Liberty Lift Solutions’ beam pumping units offers both a high efficiency (HE™) and an enhanced geometry (EG™) design.
Both types of units are engineered to meet the demands of horizontal applications, but the newer EG model includes a 192-degree crank rotation.

Don Crow, vice president of sales at Liberty Lift Solutions, says his company is expanding its high-quality beam pumping product line to include both the high efficiency (HE™) unit and an enhanced geometry (EG™) design.

“Horizontal wells have changed the nature of the pumping unit business,”

Crow suggests.

“We started as a beam pump manufacturer, but as horizontal drilling evolved, we expanded into gas lift and jet pumps to keep up with operator needs.”

Both the HE and EG beam pumping units are engineered to meet the demands of horizontal applications. For example, he says, the HE units have 186 degrees of upstroke rather than the 180 degrees common on conventional pumping units, giving them higher efficiencies because of the longer upstroke.

However, Crow says the new EG configuration offers optimum mechanical efficiency during the pumping cycle upstroke, providing 192-degree crank rotation to add more time for pump fillage while reducing sucker rod forces and peak torque requirements. “The EG’s optimized design and phase angle extend the maximum permissible load range, with more lifting capability using less horsepower,” Crow states.

Both beam unit designs are available in API sizes ranging from 57 to 1,280.

“Every well is different, and determining the best type and size of unit to deploy should be done on a well-by-well basis,”

he says.

“But ultimately, it depends on how much fluid an operator is trying to lift and from how deep.”

The HE design is a straight-crank, conventional-style pumping unit, Crow clarifies.

“It is the structure design that gives it the 186 degrees of crank rotation, and it offers operational advantages in rod-pumped wells because of this characteristic,”

he relates.

The EG is a phased-crank design.

“It has totally different characteristics,”

he asserts.

“Operators really can see the difference between the two designs in downhole dynamometer cards showing pumping unit loading during upstrokes and downstrokes. In some cases, if a conventional pumping unit was maxed out, you possibly could do the job with one size smaller EG because of the phased cranks.”

Gas Lift, Jet Pumping

Gas lift and jet pumping are also viable solutions in liquids-rich horizontal plays, and often are used in tandem with beampumping units over a well’s early-phase production life cycle, Crow says.

“The increased number of horizontal wells has increased the need for both gas lift and jet pumping,”

he notes.

“For a variety of reasons, the operator may not put a pumping unit on a well until several months after it has been completed. In the interim, gas lift can provide an effective alternative form of artificial lift.”

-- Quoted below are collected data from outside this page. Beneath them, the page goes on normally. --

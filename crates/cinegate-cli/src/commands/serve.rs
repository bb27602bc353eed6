//! Start the CineGate server.

use clap::Args;

use cinegate_core::config::AppConfig;
use cinegate_core::error::AppError;

use crate::output;

/// Arguments for the serve command
#[derive(Debug, Args)]
pub struct ServeArgs {
    /// Override the server port
    #[arg(short, long)]
    pub port: Option<u16>,

    /// Override the server host
    #[arg(long)]
    pub host: Option<String>,

    /// Upsert the demo accounts on startup
    #[arg(long)]
    pub seed: bool,
}

/// Execute the serve command
pub async fn execute(args: &ServeArgs, mut config: AppConfig) -> Result<(), AppError> {
    if let Some(port) = args.port {
        config.server.port = port;
    }
    if let Some(ref host) = args.host {
        config.server.host = host.clone();
    }
    if args.seed {
        config.auth.seed_demo_users = true;
    }

    println!("Starting CineGate server...");
    output::field("Address", &config.server.bind_address());
    output::field("Token store", &config.token_store.provider);

    cinegate_api::run_server(config).await
}
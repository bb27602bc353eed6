//! CORS layer configuration.

use axum::http::{HeaderName, HeaderValue, Method};
use tower_http::cors::{Any, CorsLayer};

use cinegate_core::config::CorsConfig;

/// Builds a CORS tower layer from configuration.
pub fn build_cors_layer(config: &CorsConfig) -> CorsLayer {
    let mut layer = CorsLayer::new();

    if config.allowed_origins.iter().any(|o| o == "*") {
        layer = layer.allow_origin(Any);
    } else {
        let origins: Vec<HeaderValue> = config
            .allowed_origins
            .iter()
            .filter_map(|o| o.parse().ok())
            .collect();
        layer = layer.allow_origin(origins);
    }

    let methods: Vec<Method> = config
        .allowed_methods
        .iter()
        .filter_map(|m| m.parse().ok())
        .collect();
    layer = layer.allow_methods(methods);

    if config.allowed_headers.iter().any(|h| h == "*") {
        layer = layer.allow_headers(Any);
    } else {
        let headers: Vec<HeaderName> = config
            .allowed_headers
            .iter()
            .filter_map(|h| h.parse().ok())
            .collect();
        layer = layer.allow_headers(headers);
    }

    layer.max_age(std::time::Duration::from_secs(config.max_age_seconds))
}
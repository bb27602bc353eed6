//! Application state shared across all handlers and middleware.

use std::sync::Arc;

use cinegate_auth::{AuthService, RoleGate, TokenVerifier};
use cinegate_core::config::AppConfig;
use cinegate_core::result::AppResult;
use cinegate_core::traits::TokenVersionStore;
use cinegate_database::repositories::UserStore;

/// Shared application state, cheap to clone per request.
#[derive(Debug, Clone)]
pub struct AppState {
    /// Application configuration.
    pub config: Arc<AppConfig>,
    /// Login, refresh, logout, and user creation.
    pub auth: Arc<AuthService>,
    /// Role check used by the gate middleware.
    pub gate: RoleGate,
}

impl AppState {
    /// Builds the state over already-initialized stores.
    pub fn new(
        config: AppConfig,
        users: Arc<dyn UserStore>,
        versions: Arc<dyn TokenVersionStore>,
    ) -> AppResult<Self> {
        let auth = AuthService::new(&config.auth, users, versions)?;
        Ok(Self {
            config: Arc::new(config),
            auth: Arc::new(auth),
            gate: RoleGate::new(),
        })
    }

    /// Token verifier shared with the auth service.
    pub fn verifier(&self) -> &TokenVerifier {
        self.auth.verifier()
    }
}
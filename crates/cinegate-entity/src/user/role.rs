//! Role enumeration.

use serde::{Deserialize, Serialize};
use std::fmt;
use std::str::FromStr;

/// Roles a user can hold. A user may hold several.
///
/// There is no hierarchy: `Admin` does not imply `Staff`.
#[derive(Debug, Clone, Copy, PartialEq, Eq, Hash, Serialize, Deserialize, sqlx::Type)]
#[sqlx(type_name = "user_role", rename_all = "UPPERCASE")]
#[serde(rename_all = "UPPERCASE")]
pub enum Role {
    /// Ordinary authenticated customer.
    Public,
    /// Cinema staff member.
    Staff,
    /// System administrator.
    Admin,
}

impl Role {
    /// Every role, in declaration order.
    pub const ALL: [Role; 3] = [Role::Public, Role::Staff, Role::Admin];

    /// Return the role as its uppercase wire name.
    pub fn as_str(&self) -> &'static str {
        match self {
            Self::Public => "PUBLIC",
            Self::Staff => "STAFF",
            Self::Admin => "ADMIN",
        }
    }
}

impl fmt::Display for Role {
    fn fmt(&self, f: &mut fmt::Formatter<'_>) -> fmt::Result {
        write!(f, "{}", self.as_str())
    }
}

impl FromStr for Role {
    type Err = cinegate_core::AppError;

    fn from_str(s: &str) -> Result<Self, Self::Err> {
        let wanted = s.trim();
        Self::ALL
            .into_iter()
            .find(|role| role.as_str().eq_ignore_ascii_case(wanted))
            .ok_or_else(|| {
                let expected: Vec<&str> = Self::ALL.iter().map(Role::as_str).collect();
                cinegate_core::AppError::validation(format!(
                    "Invalid role: '{s}'. Expected one of: {}",
                    expected.join(", ")
                ))
            })
    }
}
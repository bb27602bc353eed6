//! Convenience result type alias for CineGate.

use crate::error::AppError;

/// A specialized `Result` type for CineGate operations.
pub type AppResult<T> = Result<T, AppError>;
//! Custom Axum extractors.

pub mod auth;
pub mod validated;

pub use auth::{AuthUser, RefreshUser};
pub use validated::ValidatedJson;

“The same goes for jet pumping,”

Crow continues.

“Operators tend to use jet pumps early in the production phase, such as during flowback, or in cases where a well is not a candidate for rod pumping or gas lift. Jet pumping generally is suitable in these wells, as long as there is enough bottom-hole pressure.”

To keep pace with demand, the ULTRA- FLO™ hydraulic jet pump system by JJ-Tech, serviced and distributed by Liberty Lift, has undergone design developments, including combining JJTech’s Select-Jet™ downhole pump with the T-Series™ hydra-cell diaphragm pump from Wanner Engineering.

Crow says the Select-Jet pump allows the operator to operate in normal or reverse flow without requiring a sliding sleeve or having to pull the completion. The Hydra-Cell pump, which is available in models from 3,000 to 5,000 psi, significantly reduces maintenance problems associated with conventional packedplunger pumps. The pump can operate with a closed or blocked suction line, and can run dry indefinitely without damage, he notes.